You have to be wondering how closely Toyota and Nissan are watching the NHTSA investigation into the Chevy Volt fires. Actually, all car makers should be watching for fallout very carefully. But specifically, Toyota just started taking orders on the Plug-in Prius. And the Nissan Leaf has been competing (sales-wise) with the Volt from the beginning. And consumers are not going to make a distinction between any of the car makers when it comes to battery fires.
They've seen too many cases in laptops and phones now of spontaneous combustion to ignore the issue. Mind you, the opposite argument could be made, that they have gotten used to the risk of having batteries that could overheat near them on a constant basis. But I doubt it. There's something different about the batteries in electric and quasi-electric cars (the size!).
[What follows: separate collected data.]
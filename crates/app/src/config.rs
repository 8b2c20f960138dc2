//! Application configuration.
//!
//! Every field has a default, so an empty JSON object (or no file at all)
//! is a valid configuration. Command-line flags are applied on top by the
//! binary.

use serde::{Deserialize, Serialize};
use std::path::Path;
use tether_access::AccessConfig;
use tether_core::{TetherError, TetherResult};
use tether_disposer::DisposerConfig;

#[derive(Debug, Clone, PartialEq, Eq, Serialize, Deserialize)]
#[serde(default, deny_unknown_fields)]
pub struct AppConfig {
    pub disposer: DisposerConfig,
    pub access: AccessConfig,
    /// Run `assert_is_empty` after the root has been torn down.
    pub leak_check_on_shutdown: bool,
}

impl Default for AppConfig {
    fn default() -> Self {
        Self {
            disposer: DisposerConfig::default(),
            access: AccessConfig::default(),
            leak_check_on_shutdown: true,
        }
    }
}

impl AppConfig {
    pub fn from_json(text: &str) -> TetherResult<Self> {
        serde_json::from_str(text).map_err(|e| TetherError::Config(e.to_string()))
    }

    /// Reads `path` if given, defaults otherwise.
    pub fn load(path: Option<&Path>) -> TetherResult<Self> {
        let Some(path) = path else {
            return Ok(Self::default());
        };
        let text = std::fs::read_to_string(path)
            .map_err(|e| TetherError::Config(format!("{}: {e}", path.display())))?;
        let config = Self::from_json(&text)?;
        tracing::debug!(path = %path.display(), "loaded configuration");
        Ok(config)
    }

    pub fn to_json(&self) -> TetherResult<String> {
        serde_json::to_string_pretty(self).map_err(|e| TetherError::Config(e.to_string()))
    }
}

#[cfg(test)]
mod tests {
    use super::*;

    #[test]
    fn empty_object_is_default() {
        assert_eq!(AppConfig::from_json("{}").unwrap(), AppConfig::default());
    }

    #[test]
    fn partial_override() {
        let config = AppConfig::from_json(
            r#"{ "disposer": { "debug_mode": true }, "access": { "cancellable_read_attempts": 2 } }"#,
        )
        .unwrap();
        assert!(config.disposer.debug_mode);
        assert_eq!(config.access.cancellable_read_attempts, 2);
        assert_eq!(config.access.write_thread_name, "tether-write");
        assert!(config.leak_check_on_shutdown);
    }

    #[test]
    fn unknown_field_is_rejected() {
        let err = AppConfig::from_json(r#"{ "leak_check": false }"#).unwrap_err();
        assert!(matches!(err, TetherError::Config(_)));
    }

    #[test]
    fn missing_file_is_config_error() {
        let err = AppConfig::load(Some(Path::new("/nonexistent/tether.json"))).unwrap_err();
        assert!(err.to_string().contains("/nonexistent/tether.json"));
    }

    #[test]
    fn json_round_trips_through_file() {
        let path = std::env::temp_dir().join(format!("tether-config-{}.json", std::process::id()));
        let mut config = AppConfig::default();
        config.leak_check_on_shutdown = false;
        std::fs::write(&path, config.to_json().unwrap()).unwrap();
        let loaded = AppConfig::load(Some(&path)).unwrap();
        std::fs::remove_file(&path).unwrap();
        assert_eq!(loaded, config);
    }
}
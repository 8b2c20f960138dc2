//! Single-writer / multi-reader access discipline.
//!
//! [`AccessRule`] hands out [`AccessToken`] read grants on any thread and
//! runs write actions on the one thread owned by [`WriteThread`].

pub mod config;
pub mod listeners;
pub mod rule;
pub mod write_thread;

pub use config::AccessConfig;
pub use listeners::{ListenerHandle, WriteActionListener};
pub use rule::{AccessRule, AccessStats, AccessToken, ReadProgress};
pub use write_thread::{WriteStats, WriteThread};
Imagine if consumers stop trusting large battery packs. What will the automakers do when it comes to the new fuel efficiency guidelines if they can't sell at least some electric or extended range electric vehicles? They are all working on them. Imagine if all the research investment, time and money, has been wasted in the effort as they have to pull up and wait for a new generation of batteries to come forward? Imagine what that will mean when they lobby for a postponement to the new fuel economy laws?
I can see it now.
"I'm sorry senator, we really would like to build and sell electric cars, but we just can't yet. The technology isn't there. I'm sure you understand why we can't put voters, err... I mean drivers at risk just to meet these fuel economy guidelines." - any car maker lobbyist in D.C.
In case you're not familiar, the NHTSA was conducting crash tests on the Chevy Volt (5-stars!). They put one through it's paces (i.e. smashed it up, really good!) and then placed it into storage. A few weeks later, a fire broke out in the battery pack (the coolant line had been severed) and burned up the Volt, plus several nearby cars. Since then, in cooperation with Chevy (General Motors), they have subjected several other Volts to similar circumstances in an effort to start more fires. They were successful (smoke and sparks, at least).
GM says this is a known factor when dealing with these battery packs. One of the safety measures they've outlined is to discharge the battery pack after an accident to keep a fire from starting. But the NHTSA didn't follow their guidelines and that's why the fire occurred. In the meantime, they emphasize their cars are safe (noting the 5 star rating they received) but just in case anyone's nervous, they will let them drive a loaner for free while the investigation continues. A 'handful' of customers have done just that.